Aussi bien les partenaires techniques et financiers que le gouvernement conviennent donc que la réduction de la pauvreté n’est pas encore une réalité au Burkina Faso et que des actions et mesures susceptibles de la réduire à court et moyen terme sont nécessaires.


Des points de convergence des discussions

Les représentants des différentes composantes ont contribué par leurs interventions et propositions à l’enrichissement des débats. Au terme des échanges près de huit points de convergence ont été consignés dont notamment la convergence sur la nécessité d’apporter par anticipation des solutions à l’impact de la crise économique en trouvant des stratégies efficaces de mobilisation des ressources.
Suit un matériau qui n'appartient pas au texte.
//! Lazy batch cursor
//!
//! Pulls pages one at a time, fetching a new batch from the backend only when
//! the in-memory batch has been fully consumed. The offset is never computed
//! locally: it always comes from the backend's `next_offset`.

use super::render::{render_empty, render_empty_batch, render_listing, render_summary};
use super::{Page, QueryParams, VoteBatch, VotesApi, VotesError};
use std::sync::Arc;
use tracing::{debug, warn};

/// How batches are turned into pages (fixed for the cursor's lifetime)
#[derive(Debug, Clone, Copy, PartialEq, Eq)]
pub enum RenderMode {
    /// Individual votes, `records_per_page` at a time
    PerRecord,
    /// One totals page per fetched batch
    AggregateSummary,
}

/// Result of a successful `pull`
#[derive(Debug, Clone, PartialEq, Eq)]
pub enum Pull {
    Page(Page),
    /// No further page will ever be produced
    Exhausted,
}

/// Forward-only, non-restartable page producer
pub struct BatchCursor {
    api: Arc<dyn VotesApi>,
    query: QueryParams,
    mode: RenderMode,
    records_per_page: usize,
    batch: Option<VoteBatch>,
    /// Offset the current batch was fetched at
    batch_offset: u64,
    consumed: usize,
    has_more: bool,
    pages_emitted: u64,
    fetch_count: u64,
}

impl BatchCursor {
    /// Create a cursor; one page per batch unless `with_records_per_page` says otherwise.
    #[must_use]
    pub fn new(api: Arc<dyn VotesApi>, query: QueryParams, mode: RenderMode) -> Self {
        let records_per_page = query.page_size() as usize;
        Self {
            api,
            query,
            mode,
            records_per_page,
            batch: None,
            batch_offset: 0,
            consumed: 0,
            has_more: true,
            pages_emitted: 0,
            fetch_count: 0,
        }
    }

    /// Split each fetched batch into pages of at most `records_per_page` votes.
    #[must_use]
    pub fn with_records_per_page(mut self, records_per_page: usize) -> Self {
        self.records_per_page = records_per_page.max(1);
        self
    }

    #[must_use]
    pub const fn query(&self) -> &QueryParams {
        &self.query
    }

    #[must_use]
    pub const fn mode(&self) -> RenderMode {
        self.mode
    }

    /// Number of backend requests issued so far (successful or not).
    #[must_use]
    pub const fn fetch_count(&self) -> u64 {
        self.fetch_count
    }

    /// True once no further page can be produced.
    #[must_use]
    pub fn is_exhausted(&self) -> bool {
        !self.has_more && self.remaining() == 0
    }

    fn remaining(&self) -> usize {
        match (self.mode, &self.batch) {
            (RenderMode::PerRecord, Some(batch)) => batch.records.len().saturating_sub(self.consumed),
            _ => 0,
        }
    }

    fn exhaust(&mut self) {
        self.has_more = false;
        self.batch = None;
        self.consumed = 0;
    }

    /// Produce the next page.
    ///
    /// `&mut self` keeps calls strictly sequential: a second pull cannot start
    /// before the previous one resolves.
    ///
    /// # Errors
    ///
    /// Transient errors (`Network`, `Api`) leave the cursor untouched so the
    /// pull can be retried. `Decode` errors exhaust the cursor.
    pub async fn pull(&mut self) -> Result<Pull, VotesError> {
        if let Some(page) = self.take_from_remainder() {
            return Ok(Pull::Page(page));
        }
        if !self.has_more {
            return Ok(Pull::Exhausted);
        }

        self.fetch_count += 1;
        let batch = match self.api.fetch_votes(&self.query).await {
            Ok(batch) => batch,
            Err(e) if e.is_transient() => {
                warn!(offset = self.query.offset(), error = %e, "Vote fetch failed, cursor unchanged");
                return Err(e);
            }
            Err(e) => {
                warn!(offset = self.query.offset(), error = %e, "Undecodable vote batch, cursor exhausted");
                self.exhaust();
                return Err(e);
            }
        };

        if self.mode == RenderMode::AggregateSummary && batch.aggregate.is_none() {
            self.exhaust();
            return Err(VotesError::Decode(
                "summary response is missing total_score/upvotes/downvotes".to_string(),
            ));
        }

        debug!(
            offset = self.query.offset(),
            records = batch.records.len(),
            total = batch.total_count,
            next_offset = ?batch.next_offset,
            "Vote batch received"
        );

        self.batch_offset = self.query.offset();
        self.has_more = batch.next_offset.is_some();
        if let Some(next_offset) = batch.next_offset {
            self.query.advance_offset(next_offset);
        }
        let first_page = self.pages_emitted == 0;
        let records = batch.records.len();
        self.consumed = 0;
        self.batch = Some(batch);

        match self.mode {
            RenderMode::AggregateSummary => Ok(Pull::Page(self.summarise_batch())),
            RenderMode::PerRecord if records == 0 && first_page => {
                self.pages_emitted += 1;
                Ok(Pull::Page(render_empty(&self.query)))
            }
            RenderMode::PerRecord if records == 0 && self.has_more => {
                debug!(offset = self.batch_offset, "Empty batch with more votes ahead");
                self.pages_emitted += 1;
                let total_count = self.batch.as_ref().map_or(0, |b| b.total_count);
                Ok(Pull::Page(render_empty_batch(
                    &self.query,
                    self.batch_offset,
                    total_count,
                )))
            }
            RenderMode::PerRecord => Ok(self
                .take_from_remainder()
                .map_or(Pull::Exhausted, Pull::Page)),
        }
    }

    fn take_from_remainder(&mut self) -> Option<Page> {
        if self.mode != RenderMode::PerRecord || self.remaining() == 0 {
            return None;
        }
        let batch = self.batch.as_ref()?;
        let start = self.consumed;
        let end = (start + self.records_per_page).min(batch.records.len());
        let page = render_listing(
            &self.query,
            &batch.records[start..end],
            self.batch_offset + start as u64,
            batch.total_count,
        );
        self.consumed = end;
        self.pages_emitted += 1;
        Some(page)
    }

    fn summarise_batch(&mut self) -> Page {
        self.pages_emitted += 1;
        match &self.batch {
            Some(batch) => {
                let aggregate = batch.aggregate.unwrap_or(super::VoteAggregate {
                    upvotes: 0,
                    downvotes: 0,
                    total_score: 0,
                });
                render_summary(
                    &self.query,
                    &aggregate,
                    batch.total_count,
                    self.batch_offset,
                    batch.records.len(),
                )
            }
            None => render_empty(&self.query),
        }
    }
}
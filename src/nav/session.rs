//! Navigation controller
//!
//! A session owns its cursor, an append-only cache of pages already produced
//! and the index of the page on display. Going back is always a cache hit;
//! going forward past the cache pulls exactly one page from the cursor.

use super::{ControlSet, NavAction, NavError, NavOutcome, NavTransport, PagePayload, SessionId};
use crate::votes::render::{render_empty, render_error};
use crate::votes::{BatchCursor, Page, Pull};
use std::time::Duration;
use tokio::time::Instant;
use tracing::{debug, info, warn};

/// How long the host keeps an ephemeral response editable.
pub const EPHEMERAL_RESPONSE_WINDOW: Duration = Duration::from_secs(900);

/// Default idle timeout.
pub const DEFAULT_NAV_TIMEOUT: Duration = Duration::from_secs(120);

/// Session start parameters
#[derive(Debug, Clone, Copy)]
pub struct OpenOptions {
    /// Requested start page, clamped to the pages available after the first pull
    pub start_at: usize,
    pub ephemeral: bool,
    /// Idle period after which the host calls `on_timeout`
    pub timeout: Duration,
}

impl Default for OpenOptions {
    fn default() -> Self {
        Self {
            start_at: 0,
            ephemeral: false,
            timeout: DEFAULT_NAV_TIMEOUT,
        }
    }
}

enum SessionState {
    Live,
    /// Fatal error; every action re-displays this page
    Faulted(Page),
    Closed,
}

/// One user-facing navigation instance
pub struct NavigatorSession<T: NavTransport> {
    id: SessionId,
    cursor: BatchCursor,
    cache: Vec<Page>,
    current_index: usize,
    ephemeral: bool,
    timeout: Duration,
    transport: T,
    handle: T::Handle,
    state: SessionState,
    last_activity: Instant,
}

fn live_controls(
    id: &SessionId,
    current_index: usize,
    cache_len: usize,
    exhausted: bool,
) -> ControlSet {
    let has_cached_ahead = current_index + 1 < cache_len;
    let indicator = if exhausted {
        format!("{}/{}", current_index + 1, cache_len)
    } else {
        format!("{}/?", current_index + 1)
    };
    ControlSet {
        session: id.clone(),
        prev: current_index > 0,
        next: has_cached_ahead || !exhausted,
        stop: true,
        indicator,
    }
}

impl<T: NavTransport> NavigatorSession<T> {
    /// Pull the first page and send it as a new message.
    ///
    /// Nothing is sent and no session exists if the first pull fails.
    ///
    /// # Errors
    ///
    /// `NavError::Open` if the first fetch fails, `NavError::Transport` if
    /// sending fails.
    pub async fn open(
        id: SessionId,
        mut cursor: BatchCursor,
        transport: T,
        options: OpenOptions,
    ) -> Result<Self, NavError> {
        if options.ephemeral && options.timeout > EPHEMERAL_RESPONSE_WINDOW {
            warn!(
                session = %id,
                timeout_secs = options.timeout.as_secs(),
                "Ephemeral navigator timeout exceeds {}s; disabling controls on timeout may fail",
                EPHEMERAL_RESPONSE_WINDOW.as_secs()
            );
        }

        let first = match cursor.pull().await? {
            Pull::Page(page) => page,
            Pull::Exhausted => {
                // A fresh cursor always fetches, and the first batch is a page
                debug_assert!(false, "fresh cursor reported exhaustion");
                render_empty(cursor.query())
            }
        };
        let cache = vec![first];
        let current_index = options.start_at.min(cache.len() - 1);

        let payload = PagePayload {
            page: cache[current_index].clone(),
            notice: None,
            controls: live_controls(&id, current_index, cache.len(), cursor.is_exhausted()),
            ephemeral: options.ephemeral,
        };
        let handle = transport
            .create_response(&payload)
            .await
            .map_err(|e| NavError::Transport(e.to_string()))?;

        info!(session = %id, query = %cursor.query().target_url(), "Navigator opened");

        Ok(Self {
            id,
            cursor,
            cache,
            current_index,
            ephemeral: options.ephemeral,
            timeout: options.timeout,
            transport,
            handle,
            state: SessionState::Live,
            last_activity: Instant::now(),
        })
    }

    #[must_use]
    pub const fn id(&self) -> &SessionId {
        &self.id
    }

    #[must_use]
    pub const fn current_index(&self) -> usize {
        self.current_index
    }

    #[must_use]
    pub fn cache_len(&self) -> usize {
        self.cache.len()
    }

    #[must_use]
    pub fn cached_page(&self, index: usize) -> Option<&Page> {
        self.cache.get(index)
    }

    #[must_use]
    pub const fn cursor(&self) -> &BatchCursor {
        &self.cursor
    }

    #[must_use]
    pub const fn handle(&self) -> &T::Handle {
        &self.handle
    }

    #[must_use]
    pub const fn timeout(&self) -> Duration {
        self.timeout
    }

    #[must_use]
    pub const fn is_ephemeral(&self) -> bool {
        self.ephemeral
    }

    #[must_use]
    pub const fn is_closed(&self) -> bool {
        matches!(self.state, SessionState::Closed)
    }

    #[must_use]
    pub const fn is_faulted(&self) -> bool {
        matches!(self.state, SessionState::Faulted(_))
    }

    /// Time since the last user action (or since open).
    #[must_use]
    pub fn idle_for(&self) -> Duration {
        self.last_activity.elapsed()
    }

    #[must_use]
    pub const fn last_activity(&self) -> Instant {
        self.last_activity
    }

    /// Dispatch a control press.
    ///
    /// # Errors
    ///
    /// Only transport failures; fetch errors are rendered, not returned.
    pub async fn handle_action(&mut self, action: NavAction) -> Result<NavOutcome, NavError> {
        match action {
            NavAction::Prev => self.go_prev().await,
            NavAction::Next => self.go_next().await,
            NavAction::Stop => self.stop().await,
            NavAction::Indicator => {
                self.last_activity = Instant::now();
                Ok(if self.is_closed() {
                    NavOutcome::Closed
                } else {
                    NavOutcome::Unchanged
                })
            }
        }
    }

    /// Show the next page, fetching it if it is not cached yet.
    ///
    /// # Errors
    ///
    /// Only transport failures.
    pub async fn go_next(&mut self) -> Result<NavOutcome, NavError> {
        self.last_activity = Instant::now();
        match self.state {
            SessionState::Closed => return Ok(NavOutcome::Closed),
            SessionState::Faulted(_) => return self.redisplay_fault().await,
            SessionState::Live => {}
        }

        if self.current_index + 1 < self.cache.len() {
            self.current_index += 1;
            self.render(None).await?;
            return Ok(NavOutcome::Rendered);
        }

        match self.cursor.pull().await {
            Ok(Pull::Page(page)) => {
                self.cache.push(page);
                self.current_index += 1;
                debug!(session = %self.id, page = self.current_index, "Fetched new page");
                self.render(None).await?;
                Ok(NavOutcome::Rendered)
            }
            Ok(Pull::Exhausted) => {
                debug!(session = %self.id, "No further page");
                self.render(None).await?;
                Ok(NavOutcome::NoFurtherPage)
            }
            Err(e) if e.is_transient() => {
                warn!(session = %self.id, error = %e, "Next page fetch failed");
                let notice = "⚠️ Could not load the next page. Press ▶ to try again.".to_string();
                self.render(Some(notice)).await?;
                Ok(NavOutcome::FetchFailed(e.to_string()))
            }
            Err(e) => {
                warn!(session = %self.id, error = %e, "Navigator faulted");
                self.state = SessionState::Faulted(render_error(&e.to_string()));
                self.render(None).await?;
                Ok(NavOutcome::Faulted)
            }
        }
    }

    /// Show the previous page. Never fetches.
    ///
    /// # Errors
    ///
    /// Only transport failures.
    pub async fn go_prev(&mut self) -> Result<NavOutcome, NavError> {
        self.last_activity = Instant::now();
        match self.state {
            SessionState::Closed => return Ok(NavOutcome::Closed),
            SessionState::Faulted(_) => return self.redisplay_fault().await,
            SessionState::Live => {}
        }

        self.current_index = self.current_index.saturating_sub(1);
        self.render(None).await?;
        Ok(NavOutcome::Rendered)
    }

    /// Disable every control, keep the content, finish the session.
    ///
    /// # Errors
    ///
    /// Only transport failures.
    pub async fn stop(&mut self) -> Result<NavOutcome, NavError> {
        self.last_activity = Instant::now();
        if self.is_closed() {
            return Ok(NavOutcome::Closed);
        }
        let payload = self.closing_payload();
        self.state = SessionState::Closed;
        info!(session = %self.id, pages = self.cache.len(), "Navigator stopped");
        self.write(&payload).await?;
        Ok(NavOutcome::Closed)
    }

    /// Host-originated stop after the idle period.
    ///
    /// Best-effort: a failed edit is logged and otherwise ignored, which is the
    /// expected outcome for ephemeral responses past the host's edit window.
    pub async fn on_timeout(&mut self) {
        if self.is_closed() {
            return;
        }
        let payload = self.closing_payload();
        self.state = SessionState::Closed;
        info!(session = %self.id, "Navigator timed out");
        if let Err(e) = self.write(&payload).await {
            warn!(
                session = %self.id,
                ephemeral = self.ephemeral,
                error = %e,
                "Failed to disable controls on timeout"
            );
        }
    }

    fn current_page(&self) -> &Page {
        match &self.state {
            SessionState::Faulted(page) => page,
            SessionState::Live | SessionState::Closed => &self.cache[self.current_index],
        }
    }

    fn controls(&self) -> ControlSet {
        match self.state {
            SessionState::Live => live_controls(
                &self.id,
                self.current_index,
                self.cache.len(),
                self.cursor.is_exhausted(),
            ),
            SessionState::Faulted(_) => ControlSet {
                stop: true,
                ..ControlSet::disabled(self.id.clone())
            },
            SessionState::Closed => ControlSet::disabled(self.id.clone()),
        }
    }

    fn closing_payload(&self) -> PagePayload {
        PagePayload {
            page: self.current_page().clone(),
            notice: None,
            controls: ControlSet::disabled(self.id.clone()),
            ephemeral: self.ephemeral,
        }
    }

    async fn redisplay_fault(&mut self) -> Result<NavOutcome, NavError> {
        self.render(None).await?;
        Ok(NavOutcome::Faulted)
    }

    async fn render(&self, notice: Option<String>) -> Result<(), NavError> {
        let payload = PagePayload {
            page: self.current_page().clone(),
            notice,
            controls: self.controls(),
            ephemeral: self.ephemeral,
        };
        self.write(&payload).await
    }

    async fn write(&self, payload: &PagePayload) -> Result<(), NavError> {
        self.transport
            .edit_response(&self.handle, payload)
            .await
            .map_err(|e| NavError::Transport(e.to_string()))
    }
}
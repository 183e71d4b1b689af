//! Navigator UI components
//!
//! Inline keyboards, help text and callback toasts.

use crate::nav::{callback_data, ControlSet, NavAction, NavOutcome};
use teloxide::types::{InlineKeyboardButton, InlineKeyboardMarkup};

/// Label for a disabled prev/next slot; Telegram has no disabled buttons.
const DISABLED_LABEL: &str = "·";

/// Usage text for `/start` and `/help`
pub const HELP_TEXT: &str = r#"🗳 <b>Lemmy vote navigator</b>

<code>/post_votes &lt;url&gt; [limit] [@username|-] [All|Upvotes|Downvotes]</code>
List who voted on a post (default limit 10).

<code>/comment_votes &lt;url&gt; [limit] [@username|-] [filter]</code>
List who voted on a comment (default limit 20).

Arguments keep this order; any of them may be left out. Use <code>-</code> for no username when a filter follows. A bare number is read as the limit, so write numeric usernames as <code>@123</code>.

<code>/post_summary</code>, <code>/comment_summary</code> take the same arguments and show vote totals per batch.

Use ◀ ▶ to browse and ⏹ to stop. Controls switch off after a while without use."#;

/// Build the inline keyboard for a control set.
///
/// Disabled prev/next keep their slot (as a no-op indicator press) so the
/// layout does not jump between pages. A fully disabled set removes the keyboard.
#[must_use]
pub fn nav_keyboard(controls: &ControlSet) -> InlineKeyboardMarkup {
    if !controls.is_interactive() {
        return InlineKeyboardMarkup::default();
    }

    let row = controls
        .buttons()
        .into_iter()
        .filter(|button| button.action != NavAction::Stop || button.enabled)
        .map(|button| {
            let (label, action) = if button.enabled || button.action == NavAction::Indicator {
                (button.label, button.action)
            } else {
                (DISABLED_LABEL.to_string(), NavAction::Indicator)
            };
            InlineKeyboardButton::callback(label, callback_data(&controls.session, action))
        })
        .collect::<Vec<_>>();

    InlineKeyboardMarkup::new(vec![row])
}

/// Toast shown when answering a control press, if any.
#[must_use]
pub fn outcome_toast(outcome: &NavOutcome) -> Option<&'static str> {
    match outcome {
        NavOutcome::Rendered | NavOutcome::Unchanged => None,
        NavOutcome::NoFurtherPage => Some("No further page."),
        NavOutcome::FetchFailed(_) => Some("⚠️ Could not load the next page, try again."),
        NavOutcome::Faulted => Some("❌ This navigator hit an error."),
        NavOutcome::Closed => Some("This navigator is closed."),
    }
}

/// Reply for a command whose navigator could not be opened.
#[must_use]
pub fn open_failed_message(error: &str) -> String {
    format!(
        "❌ Could not load votes: {}",
        html_escape::encode_text(error)
    )
}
En effet, les tendances de mobilisation sont actuellement à la baisse surtout la mobilisation au plan international si bien que l’accent doit être d’abord mis sur la mobilisation intérieure. Un autre point de convergence a porté sur la rationalisation du processus de suivi évaluation, à travers l’adoption du nouveau dispositif institutionnel qui réduit le nombre de participants pour plus d’efficacité dans le dialogue. Il y a également le besoin d’anticiper sur les problèmes à venir dans le secteur minier ; le besoin de s’accorder trois mois environ à l’avance sur les thèmes à débattre au cours des revues à venir etc...

En tout état de fait, un rapport sur cette neuvième revue sur le cadre stratégique de lutte contre la pauvreté sera fait en Conseil des ministres pour que cette nouvelle orientation du cadre de dialogue soit mise à la disposition du gouvernement.